Reproducible Example
datetime_list = [datetime.datetime(year = 2025, month = 1, day = 1, hour = n) for n in range(23)]
y = [n for n in range(23)]
df = pd.DataFrame(columns = ['datetime','y'])
for i, n in enumerate(datetime_list):
df.loc[len(df)] = [n,y[i]]
#Plotting with pandas - first subplot shows up as blank
fig, ax = plt.subplots(2, sharex=True)
df.plot.scatter(x = 'datetime', y = 'y', ax = ax[0])
df.plot(x = 'datetime', y = 'y', ax = ax[1])
#Plotting with matplotlib - this works
fig, ax = plt.subplots(2, sharex=True)
ax[0].scatter(df['datetime'],df['y'])
ax[1].plot(df['datetime'],df['y'])
Issue Description
When I am trying to plot a line plot and scatter plot using df.plot and df.plot.scatter, the scatter plot shows up as blank when I select sharex=True when making the figure and axes.
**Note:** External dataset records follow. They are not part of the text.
use chrono::NaiveDate;
use serde::{Deserialize, Serialize};
use strategy_core::PriceSeries;

use crate::consolidation::ConsolidationInfo;

#[derive(Debug, Clone, Serialize, Deserialize)]
pub struct EntryConfig {
    /// Fraction above the breakout level the intrabar high must clear.
    pub breakout_buffer: f64,
}

impl Default for EntryConfig {
    fn default() -> Self {
        Self {
            breakout_buffer: 0.02,
        }
    }
}

/// Confirmed entry. The intrabar high confirms the breakout; the reported
/// fill price is the close.
#[derive(Debug, Clone, Serialize, Deserialize)]
pub struct EntryDetails {
    pub entry_price: f64,
    pub entry_date: NaiveDate,
    pub entry_date_index: usize,
    pub breakout_level: f64,
    pub stop_loss_level: f64,
    pub risk_per_share: f64,
    pub risk_pct: f64,
}

/// Entry-trigger outcome. An entry price exists only inside `Triggered`, so
/// a no-breakout path cannot reference one.
#[derive(Debug, Clone, Serialize, Deserialize)]
pub enum EntryEvaluation {
    Triggered(EntryDetails),
    NotTriggered {
        current_price: f64,
        breakout_level: f64,
        stop_loss_level: f64,
        distance_to_breakout_pct: f64,
    },
    InvalidLevels,
}

impl EntryEvaluation {
    pub fn triggered(&self) -> bool {
        matches!(self, EntryEvaluation::Triggered(_))
    }

    pub fn message(&self) -> String {
        match self {
            EntryEvaluation::Triggered(details) => format!(
                "BUY: Broke ${:.2} at ${:.2}",
                details.breakout_level, details.entry_price
            ),
            EntryEvaluation::NotTriggered {
                breakout_level,
                distance_to_breakout_pct,
                ..
            } => format!(
                "HOLD: Need +{:.1}% to break ${:.2}",
                distance_to_breakout_pct, breakout_level
            ),
            EntryEvaluation::InvalidLevels => "Invalid consolidation levels".to_string(),
        }
    }
}

/// Fire a BUY when the last bar's high clears the breakout level plus buffer.
pub fn evaluate_entry(
    series: &PriceSeries,
    consolidation: &ConsolidationInfo,
    config: &EntryConfig,
) -> EntryEvaluation {
    let breakout_level = consolidation.breakout_level;
    let stop_loss_level = consolidation.stop_loss_level;

    if breakout_level <= 0.0 || stop_loss_level <= 0.0 {
        return EntryEvaluation::InvalidLevels;
    }

    let bar = series.last();
    let current_high = bar.high;
    let current_close = bar.close;

    if current_high > breakout_level * (1.0 + config.breakout_buffer) {
        let risk_per_share = current_close - stop_loss_level;
        return EntryEvaluation::Triggered(EntryDetails {
            entry_price: current_close,
            entry_date: bar.date,
            entry_date_index: series.last_index(),
            breakout_level,
            stop_loss_level,
            risk_per_share,
            risk_pct: risk_per_share / current_close * 100.0,
        });
    }

    EntryEvaluation::NotTriggered {
        current_price: current_close,
        breakout_level,
        stop_loss_level,
        distance_to_breakout_pct: (breakout_level - current_close) / breakout_level * 100.0,
    }
}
#Plotting with pandas - first subplot shows up as blank
fig, ax = plt.subplots(2, sharex=True)
df.plot.scatter(x = 'datetime', y = 'y', ax = ax[0])
df.plot(x = 'datetime', y = 'y', ax = ax[1])
However, if I plot using the standard matplotlib way of plotting (ax.scatter and ax.plot), both subplots show up correctly when I set sharex=True for the figure.
#Plotting with matplotlib - this works
fig, ax = plt.subplots(2, sharex=True)
ax[0].scatter(df['datetime'],df['y'])
ax[1].plot(df['datetime'],df['y'])
Expected Behavior
I would expect for the both subplots to show up, not blank. The behavior should be more similar to the traditional way of plotting with matplotlib.
Installed Versions
Comment From: snitish
I was able to reproduce the bug on main. This seems to be due to the two plots (scatter and line) having different xaxis types. The scatter plot keeps the 'datetime' column as is, but the line plot converts it to a PeriodIndex
due to
https://github.com/pandas-dev/pandas/blob/d1ec1a4c9b58a9ebff482af2b918094e39d87893/pandas/plotting/_matplotlib/core.py#L1543
I was able to fix this by setting x_compat = True
in the line plot:
df.plot(x = 'datetime', y = 'y', ax=ax[1], x_compat=True)
For a more robust fix, I'm guessing we should probably support automatic tick resolution in scatter plots similar to line plots?